Today, Iranian women’s rights activists are armed with lessons learned form women’s struggles around the world as well as those learned from the history and the experiences of their mothers and grandmothers in Iran. They have resolved not to take a passive approach, one that relies on the support of the West or promises of salvation through bombs and mortal-shells. Nor have they taken defensive stand in favor of the ruling patriarchy because of its defiance to the West. Rather they are taking practical steps toward democracy and equal rights, demarcating the women’s movement from both the native Islamist and Western imperial patriarchies. Likewise, they are not pinning their hopes on national political groups and parties that only give credence to women and their issues at election time or during political turmoil. These women are not waiting passively for the politicians’ promised “communist ideal” or the “secular democracy” or the “Islamic democracy,” as a means to guaranteeing them their human rights. Instead these women feel compelled to organize and network among themselves, and in a culture building exercise, grow in their self-confidence, and help get rid of superstitious beliefs and unhealthy and violent sexual prejudices that plague both men and women.

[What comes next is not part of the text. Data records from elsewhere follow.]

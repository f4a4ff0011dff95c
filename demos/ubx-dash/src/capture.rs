use std::path::Path;

use anyhow::{Context, Result};
use log::info;
use ubx_nav::constants::MILLISECONDS_PER_WEEK;
use ubx_nav::{encode_frame, ned, GeodeticPoint, GnssClient, NavPvtBuilder, NavigationSnapshot};

use crate::display::{render, Format};

/// 10 Hz
const EPOCH_MS: u64 = 100;
/// Thursday 00:00 GPS time
const START_ITOW_MS: u64 = 345_600_000;
const CIRCLE_RADIUS_M: f64 = 150.0;

/// GPS time of week for `epoch`, rolling over into the next week on long captures
fn itow_at(epoch: u32) -> u32 {
    let ms = (START_ITOW_MS + u64::from(epoch) * EPOCH_MS) % MILLISECONDS_PER_WEEK.unsigned_abs();
    // below one week, so it fits
    ms as u32
}

/// Build a capture of a vehicle driving a circle that starts at `center`.
///
/// Each epoch carries a NAV-PVT frame, an unrelated ACK-ACK frame and some idle
/// filler, which is roughly what a receiver bridge puts on the wire.
pub fn synthesize(center: GeodeticPoint, speed: f64, epochs: u32) -> Vec<u8> {
    // metres per 1e-7 degree around the centre
    let step = ned(
        center.lat,
        center.lon,
        center.height,
        center.lat + 1e-3,
        center.lon + 1e-3,
        center.height,
    );
    let m_per_lat_unit = step.north / 1e4;
    let m_per_lon_unit = step.east / 1e4;
    let angular_rate = speed / CIRCLE_RADIUS_M;

    let mut out = Vec::new();
    for epoch in 0..epochs {
        let elapsed_ms = u64::from(epoch) * EPOCH_MS;
        let t = elapsed_ms as f64 / 1000.0;
        let angle = angular_rate * t;
        let north = CIRCLE_RADIUS_M * angle.sin();
        let east = CIRCLE_RADIUS_M * (1.0 - angle.cos());
        // clockwise seen from above, starting northbound
        let vel_north = speed * angle.cos();
        let vel_east = speed * angle.sin();
        let heading = vel_east.atan2(vel_north).to_degrees().rem_euclid(360.0);

        let frame = NavPvtBuilder {
            itow: itow_at(epoch),
            year: 2026,
            month: 2,
            day: 26,
            sec: (epoch / 10 % 60) as u8,
            valid: 0x07,
            fix_type: 3,
            flags: 0x01,
            num_satellites: 16,
            lat: (center.lat * 1e7) as i32 + (north / m_per_lat_unit) as i32,
            lon: (center.lon * 1e7) as i32 + (east / m_per_lon_unit) as i32,
            height: (center.height * 1e3) as i32,
            height_msl: (center.height * 1e3) as i32,
            vel_north: (vel_north * 1e3) as i32,
            vel_east: (vel_east * 1e3) as i32,
            g_speed: (speed * 1e3) as i32,
            head_motion: (heading * 1e5) as i32,
            pdop: 120,
            ..NavPvtBuilder::default()
        }
        .into_packet_bytes();
        out.extend_from_slice(&frame);
        out.extend_from_slice(&encode_frame(0x0501, &[0x06, 0x01]));
        out.extend_from_slice(&[0xff; 3]);
    }
    out
}

pub fn simulate(file: &Path, center: GeodeticPoint, speed: f64, epochs: u32) -> Result<()> {
    let data = synthesize(center, speed, epochs);
    std::fs::write(file, &data)
        .with_context(|| format!("Failed to write capture to {}", file.display()))?;
    info!(
        "Wrote {} epochs ({} bytes) to {}",
        epochs,
        data.len(),
        file.display()
    );
    Ok(())
}

/// Decode a capture and print every new snapshot
pub fn replay(
    file: &Path,
    mut client: GnssClient,
    chunk: usize,
    delay: std::time::Duration,
    format: Format,
) -> Result<()> {
    let data =
        std::fs::read(file).with_context(|| format!("Failed to read capture {}", file.display()))?;
    let reader = client.reader();
    let mut first: Option<NavigationSnapshot> = None;
    let mut published = 0;

    for part in data.chunks(chunk.max(1)) {
        client.feed(part);
        if client.fixes() != published {
            published = client.fixes();
            if let Some(snapshot) = reader.snapshot() {
                first.get_or_insert(snapshot);
                println!("{}", render(&snapshot, format)?);
            }
        }
        if !delay.is_zero() {
            std::thread::sleep(delay);
        }
    }

    let stats = client.stats();
    info!(
        "Replayed {} bytes: {} frames, {} fixes, {} checksum errors, {} oversized, {} rejected",
        data.len(),
        stats.frames,
        client.fixes(),
        stats.checksum_errors,
        stats.oversized,
        stats.rejected
    );
    if let (Some(first), Some(last)) = (first, reader.snapshot()) {
        let start = GeodeticPoint::new(first.lat, first.lon, first.height_ellipsoid);
        let end = GeodeticPoint::new(last.lat, last.lon, last.height_ellipsoid);
        let d = start.ned_to(&end);
        info!(
            "Net displacement N {:.1} m, E {:.1} m, D {:.1} m",
            d.north, d.east, d.down
        );
    }
    Ok(())
}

The Traditional-Modern Interplay
One of the special characteristics of the “One Million Signatures Campaign” may be the fact that in its creative course, this effort takes advantage of indigenous or traditional approaches that are familiar in Iran’s context as well as the latest modern international technologies offered by the information age. On the one hand, in order to gather signatures the campaign relies on collecting signatures through the “face-to-face” and “alley-to-alley” methods. This method that can offer the highest quality of human communication and connection and can produce a wealth of social capital, is reminder of ‘petitioning,’ a well-known tactic in Iran’s repertoire of civic and political struggles. On the other hand, by using the internet and virtual spaces such as websites and web-logs, the process of collecting signatures and networking is expedited. Furthermore, their distribution of educational pamphlets on the law to the general public on the streets would enhance the mutual but ephemeral face-to-face experience.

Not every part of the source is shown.